# What to pack for a trail ride?



## PaintEqualBlueRibbons (Apr 29, 2015)

I will be trail riding this summer what should I pack in my saddle bag?( This is what type saddle bag I have only mine is Brown)


----------



## jamesqf (Oct 5, 2009)

Tell us more about what sort of country you'll be riding in, for how long, and so on.


----------



## whisperbaby22 (Jan 25, 2013)

Safety will be your main concern, then comfort.


----------



## Roman (Jun 13, 2014)

I cannot see the picture. It doesn't load for me. >:/

First aid stuff definitely
Cell phone
A halter and lead (depending on where you're riding, how far, etc. Never know if the bridle will break or something, or if you need to tie. Or ride with the halter underneath the bridle and carry the lead)
Flashlight (maybe)
Water
Hoof pick
A map if you're going to a new or big area
Also ID, maybe a paper with your name, address, emergency numbers, etc. Just incase you are to fall and go unconscious and someone finds you. 
Pocket knife
Food if you're going on a loong ride (like a fruit bar, trail mix (nuts), etc.)


----------



## boots (Jan 16, 2012)

I carry water, tp or paper towels (I'm female), and electrical tape (will hold the tp or paper towel for a bandage or repair tack or make a tourniquet, if creative), my .38, fence pliers, light wire to splice, and a few staples to fix something if I have to go through a fence and lose some of the owner's.

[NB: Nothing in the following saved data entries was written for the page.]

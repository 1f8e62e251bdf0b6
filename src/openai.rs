use crate::{
    config::{ConfigError, OpenAiConfig},
    domain::{ChatPrompt, TextGenerator},
    errors::GenerationError,
};
use async_trait::async_trait;
use serde::{Deserialize, Serialize};
use tracing;

/// Chat-completions client for the OpenAI HTTP API (or a compatible endpoint).
#[derive(Debug, Clone)]
pub struct OpenAiTextGenerator {
    http: reqwest::Client,
    endpoint: String,
    api_key: String,
    model: String,
}

#[derive(Serialize)]
struct ChatRequest<'a> {
    model: &'a str,
    messages: [ChatMessage<'a>; 2],
    max_tokens: u32,
    temperature: f32,
}

#[derive(Serialize)]
struct ChatMessage<'a> {
    role: &'static str,
    content: &'a str,
}

#[derive(Deserialize)]
struct ChatResponse {
    #[serde(default)]
    choices: Vec<Choice>,
}

#[derive(Deserialize)]
struct Choice {
    message: ResponseMessage,
}

#[derive(Deserialize)]
struct ResponseMessage {
    content: Option<String>,
}

impl OpenAiTextGenerator {
    pub fn new(config: &OpenAiConfig) -> Result<Self, ConfigError> {
        let api_key = config.require_key()?.to_string();
        let endpoint = format!("{}/chat/completions", config.base_url.trim_end_matches('/'));
        tracing::info!(%endpoint, model = %config.model, "Initializing OpenAiTextGenerator");
        Ok(Self {
            http: reqwest::Client::new(),
            endpoint,
            api_key,
            model: config.model.clone(),
        })
    }
}

/// Pulls `error.message` out of an API error body, or returns the body as is.
fn error_message(body: &str) -> String {
    serde_json::from_str::<serde_json::Value>(body)
        .ok()
        .and_then(|v| v.pointer("/error/message").and_then(|m| m.as_str()).map(str::to_string))
        .unwrap_or_else(|| body.to_string())
}

#[async_trait]
impl TextGenerator for OpenAiTextGenerator {
    async fn complete(&self, prompt: &ChatPrompt) -> Result<String, GenerationError> {
        let body = ChatRequest {
            model: &self.model,
            messages: [
                ChatMessage { role: "system", content: &prompt.system },
                ChatMessage { role: "user", content: &prompt.user },
            ],
            max_tokens: prompt.max_tokens,
            temperature: prompt.temperature,
        };

        let resp = self
            .http
            .post(&self.endpoint)
            .bearer_auth(&self.api_key)
            .json(&body)
            .send()
            .await?;

        let status = resp.status();
        if !status.is_success() {
            let body = resp.text().await.unwrap_or_default();
            return Err(GenerationError::Status {
                status: status.as_u16(),
                body: error_message(&body),
            });
        }

        let parsed: ChatResponse = resp.json().await?;
        parsed
            .choices
            .into_iter()
            .next()
            .and_then(|choice| choice.message.content)
            .ok_or(GenerationError::EmptyCompletion)
    }
}

#[cfg(test)]
mod tests {
    use super::*;

    #[test]
    fn request_carries_both_roles_and_limits() {
        let request = ChatRequest {
            model: "gpt-3.5-turbo",
            messages: [
                ChatMessage { role: "system", content: "be brief" },
                ChatMessage { role: "user", content: "describe doge" },
            ],
            max_tokens: 150,
            temperature: 0.5,
        };
        let json = serde_json::to_value(&request).unwrap();
        assert_eq!(json["model"], "gpt-3.5-turbo");
        assert_eq!(json["messages"][0]["role"], "system");
        assert_eq!(json["messages"][1]["content"], "describe doge");
        assert_eq!(json["max_tokens"], 150);
        assert_eq!(json["temperature"], 0.5);
    }

    #[test]
    fn first_choice_content_is_read() {
        let body = r#"{"id":"x","choices":[{"index":0,"message":{"role":"assistant","content":"A dog."}}]}"#;
        let parsed: ChatResponse = serde_json::from_str(body).unwrap();
        assert_eq!(parsed.choices[0].message.content.as_deref(), Some("A dog."));

        let empty: ChatResponse = serde_json::from_str(r#"{"id":"x"}"#).unwrap();
        assert!(empty.choices.is_empty());
    }

    #[test]
    fn api_error_message_is_extracted() {
        let body = r#"{"error":{"message":"Rate limit reached","type":"requests"}}"#;
        assert_eq!(error_message(body), "Rate limit reached");
        assert_eq!(error_message("Bad Gateway"), "Bad Gateway");
    }

    #[test]
    fn missing_key_refuses_to_build() {
        let config = OpenAiConfig {
            api_key: None,
            base_url: "https://api.openai.com/v1/".into(),
            model: "gpt-3.5-turbo".into(),
        };
        assert!(OpenAiTextGenerator::new(&config).is_err());

        let config = OpenAiConfig { api_key: Some("sk-test".into()), ..config };
        let generator = OpenAiTextGenerator::new(&config).unwrap();
        assert_eq!(generator.endpoint, "https://api.openai.com/v1/chat/completions");
    }
}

That's for day rides. Won't kill me to miss a meal.


----------



## PaintEqualBlueRibbons (Apr 29, 2015)

James I will be riding in forest type area it will be day rides maybe over night I know to bring lots of bug spray because of ticks (don't want limes disease)


----------



## Painted Horse (Dec 29, 2006)

I keep some matches, a space blanket, a knife, a hoof pick, couple of band aids and some Motrin in my cantle bag. I usually add 2-3 bottles of water and several granola bars or jerky as I saddle up.

Phones often don't work where I ride, So they are not as important. But if they work where you ride, they are a good safety item.

Mainly, I'm looking for first neccessity items. Water, some food, minimal shelter and warmth.


----------